And now comes the trick: Bring your needle up a little ways down inside the loop, but only inside one loop of thread, that is the strand of the colour you want to begin with. To do that, the other loop of the second colour has to be cast aside a bit, so that it remains untouched - more or less like in step 2 of the diagram below.
Before you bring your needle down again in the same hole, you have to pull this second thread through separately, because it is a bit longer now than the first. So as not to leave a loop on the backside.
Next come up inside the loop again, but this time inside the the second colour while casting aside the loop of the first colour. Again, after pulling the threads through the fabric, give this last thread an extra little tug to pull it through completely.
Thus alternating the colours in every chain link continue working your chain stitch line, until you anchor your threads outside the last link as you would do with normal chain stitch.
Chequered Chain Stitch
ponto margarida, ponto malmequer
цепочка в прикреп
öglestygn, mille fleurs
As you can see in the photo above, the colour sequence in the chequered chain stitch isn't limited to one by one only. You can easily alternate them two by two, one by two etc. as well. A more irregular sequence (and even more so more than two threads), though, can be a quite troubling, as I learned in my Colbert Embroidery Practice Piece.
The detached chain stitch, also answering to the pretty name "laizy daisy", isn't actually a line stitch, but an isolated stitch. I put it in the line stitches anyhow, because it is a definite chain stitch, and I thought it proper to keep all chain stitches together, isolated or not. Besides, there is no reason not to line up a couple of lazy daisies.
As a basic, though isolated chain stitch, it works exactly the same way as the chain stitch itself, save that the beginning and the end of the line coincide in one single stitch, that is the first (stitch) shall be (the) last (stitch).
As the name of this stitch implies in almost all languages - and as you can see at first glance - this stitch is perfect for working all kinds of flowers, leaves and floral motifs. And it is easy to modify: if you wish to change its shape a bit (say, to widen it), just work a couple of anchoring stitches more around the loop. I did this in my very first sampler, where I dubbed it the "not so lazy daisy stitch".
Detached Chain Stitch
Begin with a straight stitch and bring the needle up a certain way back as you would in stem stitch. It should come up on the side of the thread, where you want your petals pending, about two thirds of the stitch length back. At this point work a regular lazy daisy at a sharp angle to the base line, as shown in the diagram below.
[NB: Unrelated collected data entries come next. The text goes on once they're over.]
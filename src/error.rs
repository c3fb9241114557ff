//! Planner-level errors
//!
//! Source adapters never surface these; they report [`crate::sources::SourceError`]
//! which the aggregator swallows. `PlannerError` covers what sits around the
//! aggregation core: configuration, query validation and the offers client.

use thiserror::Error;

#[derive(Error, Debug)]
pub enum PlannerError {
    /// Missing credentials, unreadable config, client construction
    #[error("Configuration error: {message}")]
    Config { message: String },

    /// Offers provider failed or returned nothing usable
    #[error("API error: {message}")]
    Api { message: String },

    /// Rejected query or request input
    #[error("Invalid input: {message}")]
    Validation { message: String },
}

impl PlannerError {
    pub fn config<S: Into<String>>(message: S) -> Self {
        Self::Config {
            message: message.into(),
        }
    }

    pub fn api<S: Into<String>>(message: S) -> Self {
        Self::Api {
            message: message.into(),
        }
    }

    pub fn validation<S: Into<String>>(message: S) -> Self {
        Self::Validation {
            message: message.into(),
        }
    }

    /// Message safe to hand back to HTTP clients. Config details stay in the logs.
    #[must_use]
    pub fn user_message(&self) -> String {
        match self {
            PlannerError::Config { .. } => {
                "Travel planner is not configured for this request".to_string()
            }
            PlannerError::Api { message } => {
                format!("Travel data provider unavailable: {message}")
            }
            PlannerError::Validation { message } => format!("Invalid input: {message}"),
        }
    }
}

#[cfg(test)]
mod tests {
    use super::*;
    use rstest::rstest;

    #[rstest]
    #[case(PlannerError::config("Amadeus credentials missing"), "not configured")]
    #[case(PlannerError::api("No flights found for DEL to GOI"), "No flights found")]
    #[case(PlannerError::validation("destination must not be empty"), "must not be empty")]
    fn test_user_messages(#[case] err: PlannerError, #[case] expected: &str) {
        assert!(err.user_message().contains(expected));
    }

    #[test]
    fn test_config_details_are_not_exposed() {
        let err = PlannerError::config("AMADEUS_API_SECRET=abc123");
        assert!(err.to_string().contains("abc123"));
        assert!(!err.user_message().contains("abc123"));
    }
}
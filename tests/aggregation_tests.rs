//! End-to-end aggregation scenarios with in-process fake sources

use std::sync::Arc;
use std::time::Duration;

use async_trait::async_trait;
use chrono::NaiveDate;

use travel_planner::config::{AggregatorConfig, LiveSourceConfig, ProximityConfig};
use travel_planner::cross_reference::CrossReferencer;
use travel_planner::http;
use travel_planner::itinerary::{AFTERNOON, EVENING, MORNING};
use travel_planner::query::TimeOfDay;
use travel_planner::sources::attractions::default_catalog;
use travel_planner::sources::{
    AccommodationSource, AttractionsSource, CurrentWeather, Event, EventsData,
    LocalGuidesSource, RestaurantsSource, ReviewsSource, TransportSource, WeatherData,
    WeatherSource,
};
use travel_planner::{
    Aggregator, DataSource, DateRange, Query, SourceData, SourceError, SourceKind, Theme,
};

enum Behaviour {
    Succeed(SourceData),
    Fail,
    Panic,
    Hang,
}

struct FakeSource {
    kind: SourceKind,
    behaviour: Behaviour,
}

impl FakeSource {
    fn new(kind: SourceKind, behaviour: Behaviour) -> Arc<dyn DataSource> {
        Arc::new(Self { kind, behaviour })
    }
}

#[async_trait]
impl DataSource for FakeSource {
    fn kind(&self) -> SourceKind {
        self.kind
    }

    fn timeout(&self) -> Option<Duration> {
        Some(Duration::from_millis(100))
    }

    async fn fetch(&self, _query: &Query) -> Result<SourceData, SourceError> {
        match &self.behaviour {
            Behaviour::Succeed(data) => Ok(data.clone()),
            Behaviour::Fail => Err(SourceError::Network("connection refused".to_string())),
            Behaviour::Panic => panic!("adapter bug"),
            Behaviour::Hang => std::future::pending().await,
        }
    }
}

fn query(destination: &str, theme: Theme) -> Query {
    let range = DateRange::parse("2025-10-01", "2025-10-05").unwrap();
    Query::new(destination, theme, range).unwrap()
}

fn seeded_config(seed: u64) -> AggregatorConfig {
    AggregatorConfig {
        proximity: ProximityConfig {
            seed: Some(seed),
            ..ProximityConfig::default()
        },
        ..AggregatorConfig::default()
    }
}

fn events_payload() -> SourceData {
    let event = |name: &str, time_of_day| Event {
        name: name.to_string(),
        theme: Theme::Any,
        date: NaiveDate::from_ymd_opt(2025, 10, 2).unwrap(),
        venue: "Kala Academy".to_string(),
        ticket_price: 500,
        price_info: "INR 400-600".to_string(),
        description: "Event details available on booking".to_string(),
        time_of_day,
        url: String::new(),
        classification: "Music".to_string(),
    };
    let events = vec![
        event("Morning Raga", TimeOfDay::Morning),
        event("Sunset Jazz", TimeOfDay::Evening),
    ];
    SourceData::Events(EventsData {
        total_count: events.len(),
        events,
        provider: "Ticketmaster API".to_string(),
        quality_score: 0.9,
    })
}

fn weather_payload(condition: &str) -> SourceData {
    SourceData::Weather(WeatherData {
        current: CurrentWeather {
            condition: condition.to_string(),
            temperature: 27.5,
            humidity: 80,
            wind_speed: 3.2,
        },
        forecast: vec![],
        provider: "OpenWeatherMap API".to_string(),
        quality_score: 0.95,
    })
}

fn fixed_sources() -> Vec<Arc<dyn DataSource>> {
    vec![
        Arc::new(RestaurantsSource::new()),
        Arc::new(AttractionsSource::new()),
        Arc::new(LocalGuidesSource::new()),
        Arc::new(ReviewsSource::new()),
        Arc::new(TransportSource::new()),
        Arc::new(AccommodationSource::new()),
    ]
}

fn all_sources(weather: &str) -> Vec<Arc<dyn DataSource>> {
    let mut sources = fixed_sources();
    sources.push(FakeSource::new(
        SourceKind::Events,
        Behaviour::Succeed(events_payload()),
    ));
    sources.push(FakeSource::new(
        SourceKind::Weather,
        Behaviour::Succeed(weather_payload(weather)),
    ));
    sources
}

fn with_quality(data: SourceData, quality: f64) -> SourceData {
    match data {
        SourceData::Events(mut d) => {
            d.quality_score = quality;
            SourceData::Events(d)
        }
        SourceData::Restaurants(mut d) => {
            d.quality_score = quality;
            SourceData::Restaurants(d)
        }
        SourceData::Attractions(mut d) => {
            d.quality_score = quality;
            SourceData::Attractions(d)
        }
        SourceData::LocalGuides(mut d) => {
            d.quality_score = quality;
            SourceData::LocalGuides(d)
        }
        SourceData::Reviews(mut d) => {
            d.quality_score = quality;
            SourceData::Reviews(d)
        }
        SourceData::Weather(mut d) => {
            d.quality_score = quality;
            SourceData::Weather(d)
        }
        SourceData::Transport(mut d) => {
            d.quality_score = quality;
            SourceData::Transport(d)
        }
        SourceData::Accommodation(mut d) => {
            d.quality_score = quality;
            SourceData::Accommodation(d)
        }
    }
}

#[tokio::test]
async fn test_every_source_failing_still_yields_an_aggregate() {
    let sources = SourceKind::ALL
        .into_iter()
        .map(|kind| FakeSource::new(kind, Behaviour::Fail))
        .collect();
    let aggregator = Aggregator::new(sources, &AggregatorConfig::default());

    let aggregate = aggregator.aggregate(&query("Goa", Theme::Any)).await;

    assert!(aggregate.data_sources_used().is_empty());
    assert!((aggregate.confidence_score - 0.3).abs() < 1e-9);
    assert!(aggregate.dining_near_attractions.is_none());
    assert!(aggregate.weather_recommendations.is_none());

    let slots = aggregate.integrated_suggestions.unwrap();
    let labels: Vec<&str> = slots.iter().map(|s| s.time_period.as_str()).collect();
    assert_eq!(labels, vec![MORNING, AFTERNOON, EVENING]);
    assert!(slots.iter().all(|slot| slot.activities.is_empty()));
}

#[tokio::test]
async fn test_perfect_sources_give_full_confidence() {
    let q = query("Goa", Theme::Any);
    let mut sources = Vec::new();
    for source in all_sources("clear sky") {
        let data = source.fetch(&q).await.unwrap();
        sources.push(FakeSource::new(
            source.kind(),
            Behaviour::Succeed(with_quality(data, 1.0)),
        ));
    }
    let aggregator = Aggregator::new(sources, &AggregatorConfig::default());

    let aggregate = aggregator.aggregate(&q).await;

    assert_eq!(aggregate.data_sources_used().len(), 8);
    assert!((aggregate.confidence_score - 1.0).abs() < 1e-9);
}

#[tokio::test]
async fn test_panicking_and_hanging_sources_are_dropped() {
    let mut sources = fixed_sources();
    sources.push(FakeSource::new(SourceKind::Events, Behaviour::Panic));
    sources.push(FakeSource::new(SourceKind::Weather, Behaviour::Hang));
    let aggregator = Aggregator::new(sources, &AggregatorConfig::default());

    let aggregate = aggregator.aggregate(&query("Goa", Theme::Any)).await;

    let used = aggregate.data_sources_used();
    assert_eq!(used.len(), 6);
    assert!(!used.contains(&SourceKind::Events));
    assert!(!used.contains(&SourceKind::Weather));
    assert!(aggregate.events().is_none());
    assert!(aggregate.weather().is_none());
    assert!((0.0..=1.0).contains(&aggregate.confidence_score));
    assert_eq!(aggregate.integrated_suggestions.unwrap().len(), 3);
}

#[tokio::test]
async fn test_payload_of_the_wrong_kind_is_dropped() {
    let sources = vec![FakeSource::new(
        SourceKind::Events,
        Behaviour::Succeed(weather_payload("clear sky")),
    )];
    let aggregator = Aggregator::new(sources, &AggregatorConfig::default());

    let aggregate = aggregator.aggregate(&query("Goa", Theme::Any)).await;

    assert!(aggregate.data_sources_used().is_empty());
    assert!(aggregate.weather().is_none());
}

#[tokio::test]
async fn test_theme_filter_keeps_only_matching_attractions() {
    let sources: Vec<Arc<dyn DataSource>> =
        vec![Arc::new(AttractionsSource::with_catalog(default_catalog("Goa")))];
    let aggregator = Aggregator::new(sources, &AggregatorConfig::default());

    let aggregate = aggregator.aggregate(&query("Goa", Theme::Adventure)).await;

    let attractions = &aggregate.attractions().unwrap().attractions;
    assert_eq!(attractions.len(), 1);
    assert_eq!(attractions[0].name, "Goa Adventure Park");
}

#[tokio::test]
async fn test_missing_weather_credential_leaves_other_sources_populated() {
    let client = http::source_client(http::build_client().unwrap());
    let weather_config = LiveSourceConfig {
        api_key: None,
        base_url: "http://127.0.0.1:9".to_string(),
        timeout_seconds: 10,
    };

    let mut sources = fixed_sources();
    sources.push(FakeSource::new(
        SourceKind::Events,
        Behaviour::Succeed(events_payload()),
    ));
    sources.push(Arc::new(WeatherSource::new(&weather_config, client)));
    let aggregator = Aggregator::new(sources, &AggregatorConfig::default());

    let aggregate = aggregator.aggregate(&query("Goa", Theme::Any)).await;

    assert_eq!(aggregate.data_sources_used().len(), 7);
    assert!(aggregate.weather().is_none());
    assert!(aggregate.weather_recommendations.is_none());
    assert!(aggregate.hidden_gems.is_some());

    let slots = aggregate.integrated_suggestions.unwrap();
    assert_eq!(slots.len(), 3);
    let evening: Vec<&str> = slots[2].activities.iter().map(|a| a.name()).collect();
    assert_eq!(evening, vec!["Sunset Jazz", "Traditional Goa Kitchen"]);
}

#[tokio::test]
async fn test_rain_flags_outdoor_attractions() {
    let aggregator = Aggregator::new(all_sources("light rain"), &seeded_config(7));

    let aggregate = aggregator.aggregate(&query("Goa", Theme::Any)).await;

    let attractions = &aggregate.attractions().unwrap().attractions;
    let gardens = attractions
        .iter()
        .find(|a| a.name == "Goa Botanical Gardens")
        .unwrap();
    assert_eq!(
        gardens.weather_note.as_deref(),
        Some("Consider visiting during clear weather")
    );
    assert_eq!(gardens.alternatives.as_ref().unwrap().len(), 4);

    let fort = attractions
        .iter()
        .find(|a| a.name == "Goa Historical Fort")
        .unwrap();
    assert!(fort.weather_note.is_none());

    let advice = aggregate.weather_recommendations.unwrap();
    assert!(advice.contains(&"Pack waterproof clothing".to_string()));
}

#[tokio::test]
async fn test_enrich_is_idempotent_with_seeded_proximity() {
    let config = seeded_config(42);
    let aggregator = Aggregator::new(all_sources("sunny"), &config);

    let once = aggregator.aggregate(&query("Goa", Theme::Any)).await;
    let mut twice = once.clone();
    CrossReferencer::new(config.proximity).enrich(&mut twice);

    assert_eq!(once, twice);
}

#[tokio::test]
async fn test_seeded_proximity_is_reproducible_across_runs() {
    let first = Aggregator::new(all_sources("sunny"), &seeded_config(9))
        .aggregate(&query("Goa", Theme::Any))
        .await;
    let second = Aggregator::new(all_sources("sunny"), &seeded_config(9))
        .aggregate(&query("Goa", Theme::Any))
        .await;

    assert_eq!(first.dining_near_attractions, second.dining_near_attractions);
    assert_eq!(first.events_near_attractions, second.events_near_attractions);
}

#[tokio::test]
async fn test_default_sources_without_credentials() {
    let mut config = travel_planner::PlannerConfig::default();
    config.aggregator.synthetic_latency = false;
    config.events.api_key = None;
    config.weather.api_key = None;
    let client = http::source_client(http::build_client().unwrap());

    let aggregator = Aggregator::from_config(&config, client);
    assert_eq!(aggregator.configured_sources(), 8);

    let aggregate = aggregator.aggregate(&query("Jaipur", Theme::Cultural)).await;

    assert_eq!(aggregate.data_sources_used().len(), 6);
    assert!(aggregate.events().is_none());
    // six of eight sources, mean quality of the fixed adapters
    assert!(aggregate.confidence_score > 0.8 && aggregate.confidence_score < 0.85);
}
After bringing the needle down at the end of the tiny fixing stitch at the rounded end of the petal, bring it up about half of a stitch length farther in the line and down midways of of the previous straight stitch, on the same side of the thread as you came up for the petal. This results basically in a stem stitch, save that the workflow goes the other way around: in a regular stem stitch, you would bring the needle down outside of the previous stitch and up inside it, but the result is just the same. (Strictly speaking, as the stitch is worked in the diagrams above, it would be rather an Outline Stitch instead of a Stem Stitch.)
Finally, come up a little ways farther again, more or less at the end of the previous stitch, and continue working a Lazy Daisy, then an outline stitch again and so on. You end the line as you would a stem stitch / outline stitch line.
The base of the Hungarian braided chain stitch is a reversed chain stitch the links of which get intertwined. This might sound complicated, and it might even look complicated at first glance, but in practice, if you follow the steps one by one, it isn't complicated at all. Just make sure to pass your needle below the correct chain link. This stitch results in a heavy decorative interwoven line.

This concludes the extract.